Unit-4 - Trigonometry

Compound Angles

1. Find the value of sin15°
2. Find the value of tan15°
3. Find the value of cos15°
4. Find the value of sin105°
5. Find the value of sin135°
6. Find the value of tan75°
7. Find the value of cot15°
8. Prove that: sin65° + cos65° = √2 cos20°
9. Prove that: cos18° - sin18° = √2 sin27°
10. Prove that: cos40° + sin40° = √2 cos5°
11. Prove that: cos55° + sin55° = √2 cos10°
12. If α +β= 45°, then prove that: (tanα +1)(tanβ +1) = 2
13. If α+ β= π/4, prove that: (cotα -1) (cotβ-1) =2
14. If A+B = 45°, prove that: cotA.cotB -cotA -cotB =1
15. If A and B are two acute angles of a right angled triangle ABC, prove that: tanA.tanB =1
16. If α +β= 45°, then prove that: cotβ(cotα -1) - cotα = 1
17. If tan(α +β) = 1 and tanα = 3, prove that: tanβ = -1/2.
18. If tan(α +β) = 33 and tanα = 3, prove that: tanβ = 3/10.
19. If tanA = m and tanB = 1/m, find the value of (A+B).
20. If sinA = 4/5 and cosB = 5/13, find the value of sin(A+B).
21. If tanA= 5/6 and tanB = 1/11, prove that: A+B = 45°
22. If A+B+C =π and cosA = cosB.cosC, prove that: tanA = tanB + tanC.
23. If cot(A+B)= 8 and cot(A-B)= 4, find the value of cot 2A and cot2B.
24. If tan(A+B) =2/3 and tan(A-B)= 2/5, then find the values of tan2A and tan2B.
25. How to find the value of tan2A and tan2B when tan(A+B) and tan(A-B) are given?

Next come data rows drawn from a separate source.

//! Interpreted generative functions
//!
//! A [`DynamicFn`] wraps an ordinary Rust closure. The closure receives a
//! [`Tracer`] and makes its random choices and sub-calls through it; the same
//! closure then serves `generate`, `update`, `regenerate`, `extend` and
//! `assess`, with the tracer deciding per address whether to sample, reuse,
//! constrain or rescore.
//!
//! ```rust,ignore
//! use fugue_gen::prelude::*;
//!
//! let model = DynamicFn::new("model", |t: &mut dyn Tracer, _args: &[Value]| {
//!     let mu = t.choice(&Normal, &[0.0.into(), 1.0.into()], "mu")?;
//!     t.choice(&Normal, &[mu, 0.5.into()], "x")
//! });
//! ```

pub mod state;
pub mod trace;
pub mod tracer;

use std::fmt;
use std::sync::Arc;

use rand::RngCore;

use crate::choices::{AddressSet, ChoiceMap};
use crate::config::EngineConfig;
use crate::diff::{args_noop, Diff};
use crate::error::GenResult;
use crate::gen_fn::{FnId, GenerativeFunction};
use crate::params::ParamStore;
use crate::trace::{
    downcast, ExtendOutcome, RegenerateOutcome, TraceRef, UpdateOutcome,
};
use crate::value::{expect_arity, Value};

use self::state::{Execution, Finished, Op};
pub use self::trace::{DynamicTrace, Record};
pub use self::tracer::Tracer;

/// Body of a dynamic generative function
pub type Body = Arc<dyn Fn(&mut dyn Tracer, &[Value]) -> GenResult<Value> + Send + Sync>;

/// Generative function backed by a closure
#[derive(Clone)]
pub struct DynamicFn {
    id: FnId,
    name: String,
    body: Body,
    arity: Option<usize>,
    params: Option<Arc<dyn ParamStore>>,
    config: EngineConfig,
}

impl fmt::Debug for DynamicFn {
    fn fmt(&self, f: &mut fmt::Formatter<'_>) -> fmt::Result {
        f.debug_struct("DynamicFn")
            .field("name", &self.name)
            .field("arity", &self.arity)
            .field("config", &self.config)
            .finish_non_exhaustive()
    }
}

impl DynamicFn {
    /// Create a new dynamic function
    pub fn new<F>(name: impl Into<String>, body: F) -> Self
    where
        F: Fn(&mut dyn Tracer, &[Value]) -> GenResult<Value> + Send + Sync + 'static,
    {
        Self::from_body(name, Arc::new(body))
    }

    pub(crate) fn from_body(name: impl Into<String>, body: Body) -> Self {
        Self {
            id: FnId::fresh(),
            name: name.into(),
            body,
            arity: None,
            params: None,
            config: EngineConfig::default(),
        }
    }

    /// Reject calls with a different number of arguments
    pub fn with_arity(mut self, arity: usize) -> Self {
        self.arity = Some(arity);
        self
    }

    /// Parameter store the body reads through [`Tracer::read_param`]
    pub fn with_params(mut self, params: Arc<dyn ParamStore>) -> Self {
        self.params = Some(params);
        self
    }

    /// Set the engine configuration
    pub fn with_config(mut self, config: EngineConfig) -> Self {
        self.config = config;
        self
    }

    pub fn config(&self) -> &EngineConfig {
        &self.config
    }

    /// Run the body once under `op`
    fn execute(
        &self,
        op: Op<'_>,
        args: &[Value],
        argdiffs: &[Diff],
        rng: &mut dyn RngCore,
    ) -> GenResult<(Value, Finished)> {
        if let Some(arity) = self.arity {
            expect_arity(args, arity)?;
        }
        let mut exec = Execution::new(op, argdiffs, self.params.as_deref(), rng);
        let retval = (self.body)(&mut exec, args)?;
        let finished = exec.finish(&self.config, &self.name)?;
        Ok((retval, finished))
    }

    fn build(&self, args: &[Value], retval: Value, finished: Finished) -> DynamicTrace {
        DynamicTrace {
            fn_id: self.id,
            args: args.to_vec(),
            retval,
            score: finished.score,
            noise: finished.noise,
            records: finished.records,
            order: finished.order,
            num_nonempty: finished.num_nonempty,
        }
    }

    fn previous<'t>(&self, trace: &'t TraceRef) -> GenResult<&'t DynamicTrace> {
        let prev = downcast::<DynamicTrace>(trace, "DynamicTrace")?;
        self.id.check(prev.fn_id, &self.name)?;
        Ok(prev)
    }

    fn retdiff(prev: &DynamicTrace, retval: &Value, finished: &mut Finished) -> Diff {
        finished
            .retdiff
            .take()
            .unwrap_or_else(|| Diff::between(&prev.retval, retval))
    }
}

impl GenerativeFunction for DynamicFn {
    fn name(&self) -> &str {
        &self.name
    }

    fn generate(
        &self,
        args: &[Value],
        constraints: &ChoiceMap,
        rng: &mut dyn RngCore,
    ) -> GenResult<(TraceRef, f64)> {
        let op = Op::Generate {
            constraints,
            assess: false,
        };
        let (retval, finished) = self.execute(op, args, &[], rng)?;
        let weight = finished.weight;
        let trace = self.build(args, retval, finished);
        log::debug!(target: "generate", "{}: score {:.4} weight {:.4}", self.name, trace.score, weight);
        Ok((Arc::new(trace), weight))
    }

    fn update(
        &self,
        trace: &TraceRef,
        args: &[Value],
        argdiffs: &[Diff],
        constraints: &ChoiceMap,
        rng: &mut dyn RngCore,
    ) -> GenResult<UpdateOutcome> {
        let prev = self.previous(trace)?;
        if constraints.is_empty() && args_noop(&prev.args, args, argdiffs) {
            return Ok(UpdateOutcome::unchanged(trace));
        }
        Execution::check_constraints(prev, constraints)?;
        let op = Op::Update { prev, constraints };
        let (retval, mut finished) = self.execute(op, args, argdiffs, rng)?;
        let retdiff = Self::retdiff(prev, &retval, &mut finished);
        let weight = finished.weight;
        let discarded = std::mem::take(&mut finished.discarded);
        let trace = self.build(args, retval, finished);
        log::debug!(target: "update", "{}: weight {:.4}", self.name, weight);
        Ok(UpdateOutcome {
            trace: Arc::new(trace),
            weight,
            retdiff,
            discarded,
        })
    }

    fn regenerate(
        &self,
        trace: &TraceRef,
        args: &[Value],
        argdiffs: &[Diff],
        selection: &AddressSet,
        rng: &mut dyn RngCore,
    ) -> GenResult<RegenerateOutcome> {
        let prev = self.previous(trace)?;
        if selection.is_empty() && args_noop(&prev.args, args, argdiffs) {
            return Ok(RegenerateOutcome::unchanged(trace));
        }
        Execution::check_selection(prev, selection)?;
        let op = Op::Regenerate { prev, selection };
        let (retval, mut finished) = self.execute(op, args, argdiffs, rng)?;
        let retdiff = Self::retdiff(prev, &retval, &mut finished);
        let weight = finished.weight;
        let trace = self.build(args, retval, finished);
        log::debug!(target: "regenerate", "{}: weight {:.4}", self.name, weight);
        Ok(RegenerateOutcome {
            trace: Arc::new(trace),
            weight,
            retdiff,
        })
    }

    fn extend(
        &self,
        trace: &TraceRef,
        args: &[Value],
        argdiffs: &[Diff],
        constraints: &ChoiceMap,
        rng: &mut dyn RngCore,
    ) -> GenResult<ExtendOutcome> {
        let prev = self.previous(trace)?;
        if constraints.is_empty() && args_noop(&prev.args, args, argdiffs) {
            return Ok(ExtendOutcome::unchanged(trace));
        }
        let op = Op::Extend { prev, constraints };
        let (retval, mut finished) = self.execute(op, args, argdiffs, rng)?;
        let retdiff = Self::retdiff(prev, &retval, &mut finished);
        let weight = finished.weight;
        let trace = self.build(args, retval, finished);
        log::debug!(target: "update", "{}: extend weight {:.4}", self.name, weight);
        Ok(ExtendOutcome {
            trace: Arc::new(trace),
            weight,
            retdiff,
        })
    }

    fn assess(
        &self,
        args: &[Value],
        choices: &ChoiceMap,
        rng: &mut dyn RngCore,
    ) -> GenResult<(f64, Value)> {
        let op = Op::Generate {
            constraints: choices,
            assess: true,
        };
        let (retval, finished) = self.execute(op, args, &[], rng)?;
        Ok((finished.weight, retval))
    }
}

pub mod prelude {
    pub use super::trace::{DynamicTrace, Record};
    pub use super::tracer::Tracer;
    pub use super::{Body, DynamicFn};
}
//! Top-level address shapes used as specialization keys

use std::collections::BTreeSet;
use std::fmt;

use crate::address::Key;
use crate::choices::{AddressSet, ChoiceMap};

/// Closed, enumerable set of top-level keys split by role
#[derive(Clone, Debug, Default, PartialEq, Eq, Hash)]
pub struct StaticSchema {
    leaves: BTreeSet<Key>,
    internal: BTreeSet<Key>,
}

impl StaticSchema {
    pub fn is_leaf(&self, key: &Key) -> bool {
        self.leaves.contains(key)
    }

    pub fn is_internal(&self, key: &Key) -> bool {
        self.internal.contains(key)
    }

    pub fn contains(&self, key: &Key) -> bool {
        self.is_leaf(key) || self.is_internal(key)
    }

    /// All keys, leaves first
    pub fn keys(&self) -> impl Iterator<Item = &Key> {
        self.leaves.iter().chain(self.internal.iter())
    }
}

/// Shape of the top level of a constraint or selection object
#[derive(Clone, Debug, Default, PartialEq, Eq, Hash)]
pub enum Schema {
    #[default]
    Empty,
    Static(StaticSchema),
}

impl Schema {
    /// Schema of a constraint map
    pub fn of_choices(choices: &ChoiceMap) -> Self {
        if choices.is_empty() {
            return Self::Empty;
        }
        Self::Static(StaticSchema {
            leaves: choices.values().map(|(k, _)| k.clone()).collect(),
            internal: choices.submaps().map(|(k, _)| k.clone()).collect(),
        })
    }

    /// Schema of a selection.
    ///
    /// `AddressSet::All` has no enumerable keys of its own; it is normalized to a
    /// schema selecting every key in `universe` as a leaf.
    pub fn of_selection<'a>(
        selection: &AddressSet,
        universe: impl IntoIterator<Item = &'a Key>,
    ) -> Self {
        match selection {
            AddressSet::Empty => Self::Empty,
            AddressSet::All => {
                let leaves: BTreeSet<Key> = universe.into_iter().cloned().collect();
                if leaves.is_empty() {
                    Self::Empty
                } else {
                    Self::Static(StaticSchema {
                        leaves,
                        internal: BTreeSet::new(),
                    })
                }
            }
            AddressSet::Node { .. } => Self::Static(StaticSchema {
                leaves: selection.leaves().cloned().collect(),
                internal: selection.internals().map(|(k, _)| k.clone()).collect(),
            }),
        }
    }

    pub fn is_leaf(&self, key: &Key) -> bool {
        match self {
            Self::Empty => false,
            Self::Static(s) => s.is_leaf(key),
        }
    }

    pub fn is_internal(&self, key: &Key) -> bool {
        match self {
            Self::Empty => false,
            Self::Static(s) => s.is_internal(key),
        }
    }

    pub fn contains(&self, key: &Key) -> bool {
        self.is_leaf(key) || self.is_internal(key)
    }

    /// Every top-level key
    pub fn keys(&self) -> Vec<Key> {
        match self {
            Self::Empty => Vec::new(),
            Self::Static(s) => s.keys().cloned().collect(),
        }
    }
}

impl fmt::Display for Schema {
    fn fmt(&self, f: &mut fmt::Formatter<'_>) -> fmt::Result {
        match self {
            Self::Empty => write!(f, "{{}}"),
            Self::Static(s) => {
                write!(f, "{{")?;
                for (i, key) in s.leaves.iter().enumerate() {
                    if i > 0 {
                        write!(f, ", ")?;
                    }
                    write!(f, "{}", key)?;
                }
                for (i, key) in s.internal.iter().enumerate() {
                    if i > 0 || !s.leaves.is_empty() {
                        write!(f, ", ")?;
                    }
                    write!(f, "{}/*", key)?;
                }
                write!(f, "}}")
            }
        }
    }
}
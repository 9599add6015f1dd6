//! Primitive distributions
//!
//! The engine only needs `sample` and `log_density`; anything implementing
//! [`Distribution`] can back a random choice. A few common families are
//! provided on top of `rand_distr`.

use std::f64::consts::PI;
use std::fmt;
use std::sync::Arc;

use rand::RngCore;
use rand_distr::Distribution as _;

use crate::error::{GenError, GenResult};
use crate::value::Value;

/// A primitive distribution over [`Value`]s, parameterized at each call site
pub trait Distribution: Send + Sync + fmt::Debug {
    /// Name used in error messages
    fn name(&self) -> &'static str;

    /// Draw a value
    fn sample(&self, params: &[Value], rng: &mut dyn RngCore) -> GenResult<Value>;

    /// Log-density (or log-mass) of `value`
    fn log_density(&self, value: &Value, params: &[Value]) -> GenResult<f64>;
}

/// Shared handle to a distribution
pub type DistRef = Arc<dyn Distribution>;

fn invalid(distribution: &str, reason: impl Into<String>) -> GenError {
    GenError::InvalidParameters {
        distribution: distribution.to_string(),
        reason: reason.into(),
    }
}

fn one_param(name: &str, params: &[Value]) -> GenResult<f64> {
    match params {
        [a] => a.as_f64(),
        _ => Err(invalid(name, format!("expected 1 parameter, got {}", params.len()))),
    }
}

fn two_params(name: &str, params: &[Value]) -> GenResult<(f64, f64)> {
    match params {
        [a, b] => Ok((a.as_f64()?, b.as_f64()?)),
        _ => Err(invalid(name, format!("expected 2 parameters, got {}", params.len()))),
    }
}

/// Normal distribution, parameters `(mean, std_dev)`
#[derive(Clone, Copy, Debug, Default)]
pub struct Normal;

impl Normal {
    fn params(params: &[Value]) -> GenResult<(f64, f64)> {
        let (mu, sigma) = two_params("normal", params)?;
        if !(sigma > 0.0) || !sigma.is_finite() {
            return Err(invalid("normal", format!("std_dev must be positive, got {}", sigma)));
        }
        Ok((mu, sigma))
    }
}

impl Distribution for Normal {
    fn name(&self) -> &'static str {
        "normal"
    }

    fn sample(&self, params: &[Value], rng: &mut dyn RngCore) -> GenResult<Value> {
        let (mu, sigma) = Self::params(params)?;
        let normal =
            rand_distr::Normal::new(mu, sigma).map_err(|e| invalid("normal", e.to_string()))?;
        Ok(Value::F64(normal.sample(rng)))
    }

    fn log_density(&self, value: &Value, params: &[Value]) -> GenResult<f64> {
        let (mu, sigma) = Self::params(params)?;
        let z = (value.as_f64()? - mu) / sigma;
        Ok(-0.5 * (2.0 * PI).ln() - sigma.ln() - 0.5 * z * z)
    }
}

/// Bernoulli distribution over `bool`, parameter `(p)`
#[derive(Clone, Copy, Debug, Default)]
pub struct Bernoulli;

impl Bernoulli {
    fn param(params: &[Value]) -> GenResult<f64> {
        let p = one_param("bernoulli", params)?;
        if !(0.0..=1.0).contains(&p) {
            return Err(invalid("bernoulli", format!("p must lie in [0, 1], got {}", p)));
        }
        Ok(p)
    }
}

impl Distribution for Bernoulli {
    fn name(&self) -> &'static str {
        "bernoulli"
    }

    fn sample(&self, params: &[Value], rng: &mut dyn RngCore) -> GenResult<Value> {
        let p = Self::param(params)?;
        let bernoulli =
            rand_distr::Bernoulli::new(p).map_err(|e| invalid("bernoulli", e.to_string()))?;
        Ok(Value::Bool(bernoulli.sample(rng)))
    }

    fn log_density(&self, value: &Value, params: &[Value]) -> GenResult<f64> {
        let p = Self::param(params)?;
        Ok(if value.as_bool()? { p.ln() } else { (1.0 - p).ln() })
    }
}

/// Continuous uniform distribution, parameters `(low, high)`
#[derive(Clone, Copy, Debug, Default)]
pub struct Uniform;

impl Uniform {
    fn params(params: &[Value]) -> GenResult<(f64, f64)> {
        let (low, high) = two_params("uniform", params)?;
        if !(low < high) || !low.is_finite() || !high.is_finite() {
            return Err(invalid(
                "uniform",
                format!("need finite low < high, got [{}, {})", low, high),
            ));
        }
        Ok((low, high))
    }
}

impl Distribution for Uniform {
    fn name(&self) -> &'static str {
        "uniform"
    }

    fn sample(&self, params: &[Value], rng: &mut dyn RngCore) -> GenResult<Value> {
        let (low, high) = Self::params(params)?;
        Ok(Value::F64(rand_distr::Uniform::new(low, high).sample(rng)))
    }

    fn log_density(&self, value: &Value, params: &[Value]) -> GenResult<f64> {
        let (low, high) = Self::params(params)?;
        let x = value.as_f64()?;
        Ok(if (low..=high).contains(&x) {
            -(high - low).ln()
        } else {
            f64::NEG_INFINITY
        })
    }
}

/// Exponential distribution, parameter `(rate)`
#[derive(Clone, Copy, Debug, Default)]
pub struct Exponential;

impl Exponential {
    fn param(params: &[Value]) -> GenResult<f64> {
        let rate = one_param("exponential", params)?;
        if !(rate > 0.0) || !rate.is_finite() {
            return Err(invalid("exponential", format!("rate must be positive, got {}", rate)));
        }
        Ok(rate)
    }
}

impl Distribution for Exponential {
    fn name(&self) -> &'static str {
        "exponential"
    }

    fn sample(&self, params: &[Value], rng: &mut dyn RngCore) -> GenResult<Value> {
        let rate = Self::param(params)?;
        let exp = rand_distr::Exp::new(rate).map_err(|e| invalid("exponential", e.to_string()))?;
        Ok(Value::F64(exp.sample(rng)))
    }

    fn log_density(&self, value: &Value, params: &[Value]) -> GenResult<f64> {
        let rate = Self::param(params)?;
        let x = value.as_f64()?;
        Ok(if x >= 0.0 {
            rate.ln() - rate * x
        } else {
            f64::NEG_INFINITY
        })
    }
}

pub fn normal() -> DistRef {
    Arc::new(Normal)
}

pub fn bernoulli() -> DistRef {
    Arc::new(Bernoulli)
}

pub fn uniform() -> DistRef {
    Arc::new(Uniform)
}

pub fn exponential() -> DistRef {
    Arc::new(Exponential)
}

#[cfg(test)]
mod tests {
    use super::*;
    use rand::rngs::StdRng;
    use rand::SeedableRng;

    fn f(x: f64) -> Value {
        Value::F64(x)
    }

    #[test]
    fn test_normal_log_density() {
        let lp = Normal.log_density(&f(0.0), &[f(0.0), f(1.0)]).unwrap();
        assert!((lp - (-0.918_938_533_204_672_7)).abs() < 1e-12);

        let lp = Normal.log_density(&f(3.0), &[f(1.0), f(2.0)]).unwrap();
        let expected = -0.5 * (2.0 * PI).ln() - 2.0_f64.ln() - 0.5;
        assert!((lp - expected).abs() < 1e-12);
    }

    #[test]
    fn test_normal_rejects_bad_sigma() {
        let err = Normal.log_density(&f(0.0), &[f(0.0), f(-1.0)]).unwrap_err();
        assert!(matches!(err, GenError::InvalidParameters { .. }));
    }

    #[test]
    fn test_bernoulli_log_mass() {
        let lp = Bernoulli.log_density(&Value::Bool(true), &[f(0.25)]).unwrap();
        assert!((lp - 0.25_f64.ln()).abs() < 1e-12);
        let lp = Bernoulli.log_density(&Value::Bool(false), &[f(0.25)]).unwrap();
        assert!((lp - 0.75_f64.ln()).abs() < 1e-12);
    }

    #[test]
    fn test_uniform_support() {
        let params = [f(0.0), f(4.0)];
        assert!((Uniform.log_density(&f(1.0), &params).unwrap() + 4.0_f64.ln()).abs() < 1e-12);
        assert_eq!(Uniform.log_density(&f(5.0), &params).unwrap(), f64::NEG_INFINITY);
        assert!(Uniform.sample(&[f(1.0), f(1.0)], &mut StdRng::seed_from_u64(0)).is_err());
    }

    #[test]
    fn test_samples_are_in_support() {
        let mut rng = StdRng::seed_from_u64(7);
        for _ in 0..100 {
            let x = Uniform.sample(&[f(-1.0), f(1.0)], &mut rng).unwrap().as_f64().unwrap();
            assert!((-1.0..1.0).contains(&x));
            let y = Exponential.sample(&[f(2.0)], &mut rng).unwrap().as_f64().unwrap();
            assert!(y >= 0.0);
        }
    }

    #[test]
    fn test_wrong_parameter_count() {
        let err = Normal.sample(&[f(0.0)], &mut StdRng::seed_from_u64(0)).unwrap_err();
        assert!(err.to_string().contains("expected 2 parameters"));
    }
}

26. If cos(A+B) = 12/13 and cos(A-B) = 5/13, then find the values of sin2B and cos2B.
27. If sin(A+B) =4/5 and sin(A-B)= 3/5, then find the values of sin2A and cos2A.
28. If sinA=3/5 and sinB=12/13, find the given values.
29. If cosA=1/7 and cosB =13/14, find the values of sin(A-B) and cos(A-B).
30. If sinα =15/17 and cosß =12/13 , then find the values of sin(α +ß) , cos( α+ß) and tan(α +ß).
31. If tan(A-B) = 16/63 and tanA = 3/4 then show that tanB= 5/12.
32. Prove that: sin(45° +A) + cos(45° +A) =√2 cosA
33. Prove that: cos(45°+A) - sin(45°-A) = 0
34. Prove that: sin²(45°+Θ) +sin²(45°-Θ) = 1
35. Prove that: 2cos(45°+Θ).cos(45°-Θ) = cos²Θ- sin²Θ
36. Prove that: 2sin(45°+Θ).sin(45°-Θ) = cos²Θ -sin²Θ
37. Prove that: sin(45°+A).sin(45°-A) = 1/2(cos²A -sin²A)
38. Prove that: sin5Θ -sin3Θ +sin2Θ = 4sinΘ.cos3Θ/2.cos5Θ/2
39. Find the value of sin(13π/12).
40. Prove that: 1- 2sin²(45°-α) = 2sinα.cosα
41. Prove that: sin(45°+A) -cos(45°-A)= 0
42. Prove that: (tan4A-tan3A)/(1+ tan4A.tan3A) = tanA
43. Prove that: tan²A -tan²B = {sin(A+B).sin(A-B)}/ cos²A.cos²B
44. Prove that: (cos20°- sin20°)/(cos20° +sin20°} = tan25°
45. Prove that: (cos40° -sin40°)/(cos40°+sin40°) = tan5°
46. Prove that: 2tan50° +tan20° = cot20°
47. Prove that: 1- tan35°.tan10° = tan35° + tan10°
48. Prove that: tan29° +tan16° +tan29°.tan16° = 1
49. Prove that: cot22°.cot23° -cot22° -cot23° = 1
50. If TanA= x/(x+1) and TanB = 1/(2x+1), then prove that: A+B = π/4.
51. If cosA= 1/√17 and cosB = 3/√34, then show that: A+B = 3π/4.